A WindowsLatest report on December 30 highlights a Microsoft job listing for “Project Strong ARMed,” a strategic effort to use generative AI agents and program analysis to automatically port large x64 codebases to ARM64 and ‘AnyCPU’ across Windows and Linux. The role description says the project will help adoption of Microsoft’s Arm-based Cobalt 100 servers by building AI-powered engineering agents that generate pull requests for code migration.
This article aggregates reporting from 2 news sources. The TL;DR is AI-generated from original reporting. Race to AGI's analysis provides editorial context on implications for AGI development.
Project Strong ARMed is one of the clearest examples yet of using AI to work on code at infrastructure scale rather than as a developer sidekick. The goal isn’t just Copilot-style suggestions; it’s to build agents that understand large, messy x64 codebases and systematically port them to ARM64 and cross‑platform targets, generating pull requests and evaluating dependencies along the way. If it works even moderately well, it could slash the friction of migrating workloads onto Microsoft’s own Arm-based Cobalt 100 servers and future custom silicon.([windowslatest.com](https://www.windowslatest.com/2025/12/30/microsofts-project-strong-armed-wants-ai-agents-that-auto-port-x64-codebases-to-arm64-on-windows/))
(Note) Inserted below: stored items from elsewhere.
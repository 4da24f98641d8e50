//! # Entity Tags and IOB Encoding
//!
//! Defines the fixed entity alphabet for ingredient lines and the
//! **IOB** (Inside-Outside-Begin) encoding used to mark multi-token spans
//! for the sequence-labeling engine.
//!
//! ## Entity categories
//!
//! | Tag    | Meaning             | Examples              |
//! |--------|---------------------|-----------------------|
//! | QTY    | Primary quantity    | 2, 1$1/2, 2.5         |
//! | QTY-UR | Range-end quantity  | the 3 in "2 to 3 cups"|
//! | UNIT   | Unit of measure     | tbsp, cups, cloves    |
//! | INGR   | Ingredient name     | garlic, olive oil     |
//! | (none) | Unlabeled token     | chopped, ",", fresh   |
//!
//! ## IOB scheme
//!
//! - `B-TAG`: first token of a labeled span
//! - `I-TAG`: continuation token of the same span
//! - `O`: token outside any span

use serde::{Deserialize, Serialize};

/// Entity categories recognized in an ingredient line.
///
/// These four tags are the semantic vocabulary of the tagger; the engine's
/// label space is exactly their IOB expansion plus `O`.
#[derive(Debug, Clone, Copy, PartialEq, Eq, Hash, Serialize, Deserialize)]
pub enum Entity {
    /// **Primary quantity**: the token equal to the reference `qty` field.
    Qty,
    /// **Range-end quantity**: the upper bound of "2 to 3"-style ranges.
    QtyUr,
    /// **Unit of measure**, in any spelling the unit table recognizes.
    Unit,
    /// **Ingredient name** token.
    Ingr,
}

impl Entity {
    /// Canonical name of the entity (for labels, score keys and UI).
    pub fn name(&self) -> &'static str {
        match self {
            Entity::Qty => "QTY",
            Entity::QtyUr => "QTY-UR",
            Entity::Unit => "UNIT",
            Entity::Ingr => "INGR",
        }
    }

    /// Parses an entity from its canonical name.
    pub fn from_name(s: &str) -> Option<Self> {
        match s {
            "QTY" => Some(Entity::Qty),
            "QTY-UR" => Some(Entity::QtyUr),
            "UNIT" => Some(Entity::Unit),
            "INGR" => Some(Entity::Ingr),
            _ => None,
        }
    }

    /// All entities in a fixed order (for scoring iteration).
    pub fn all() -> [Entity; 4] {
        [Entity::Ingr, Entity::Qty, Entity::QtyUr, Entity::Unit]
    }
}

impl std::fmt::Display for Entity {
    fn fmt(&self, f: &mut std::fmt::Formatter<'_>) -> std::fmt::Result {
        write!(f, "{}", self.name())
    }
}

/// IOB tag applied to one token.
#[derive(Debug, Clone, Copy, PartialEq, Eq, Serialize, Deserialize)]
pub enum Tag {
    /// **Begin**: first token of a labeled span.
    Begin(Entity),
    /// **Inside**: continuation of the span started by the preceding tag.
    Inside(Entity),
    /// **Outside**: no label.
    Outside,
}

impl Tag {
    /// Textual representation (e.g. "B-QTY", "I-INGR", "O").
    pub fn label(&self) -> String {
        match self {
            Tag::Begin(e) => format!("B-{}", e.name()),
            Tag::Inside(e) => format!("I-{}", e.name()),
            Tag::Outside => "O".to_string(),
        }
    }

    /// Parses a tag from its textual form.
    ///
    /// The entity name may itself contain a dash ("B-QTY-UR"), so only the
    /// first dash separates prefix from name.
    pub fn from_label(s: &str) -> Option<Self> {
        if s == "O" {
            return Some(Tag::Outside);
        }
        let (prefix, name) = s.split_once('-')?;
        let entity = Entity::from_name(name)?;
        match prefix {
            "B" => Some(Tag::Begin(entity)),
            "I" => Some(Tag::Inside(entity)),
            _ => None,
        }
    }
}

impl std::fmt::Display for Tag {
    fn fmt(&self, f: &mut std::fmt::Formatter<'_>) -> std::fmt::Result {
        write!(f, "{}", self.label())
    }
}

/// Encodes a per-token label sequence into IOB tags.
///
/// A run of identical consecutive labels becomes one `B-` followed by `I-`
/// continuations; an unlabeled token is always `O`; any label change
/// (including to or from none) starts a new `B-`.
pub fn iob_encode(labels: &[Option<Entity>]) -> Vec<Tag> {
    let mut tags = Vec::with_capacity(labels.len());

    for (i, label) in labels.iter().enumerate() {
        let tag = match label {
            None => Tag::Outside,
            Some(entity) => {
                if i > 0 && labels[i - 1].as_ref() == Some(entity) {
                    Tag::Inside(*entity)
                } else {
                    Tag::Begin(*entity)
                }
            }
        };
        tags.push(tag);
    }

    tags
}

/// Strips IOB prefixes from a label sequence.
///
/// `O` becomes the empty string; `B-`/`I-` tags reduce to the entity name;
/// anything else passes through unchanged, so tag streams that never
/// carried IOB prefixes survive a second pass.
pub fn remove_iob<S: AsRef<str>>(labels: &[S]) -> Vec<String> {
    labels
        .iter()
        .map(|label| {
            let label = label.as_ref();
            if label == "O" {
                String::new()
            } else if let Some(stripped) = label.strip_prefix("B-").or_else(|| label.strip_prefix("I-")) {
                stripped.to_string()
            } else {
                label.to_string()
            }
        })
        .collect()
}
In the AGI context, this is important because it moves AI deeper into software engineering itself as an automated, persistent actor. A system that can reason over millions of lines of legacy code, plan a migration strategy and iteratively refactor until tests pass is edging toward the kind of generalized tool-using competence many associate with early AGI capabilities. It also hints at a world where AI agents continuously reshape the substrate they run on — porting, optimizing and hardening code to fit new hardware and platforms without human supervision.
For rivals, this raises the bar: simply offering code-completion isn’t enough. Hyperscalers with custom chips will need credible migration agents to reduce switching costs for enterprise customers, or risk leaving stranded workloads on the wrong architecture.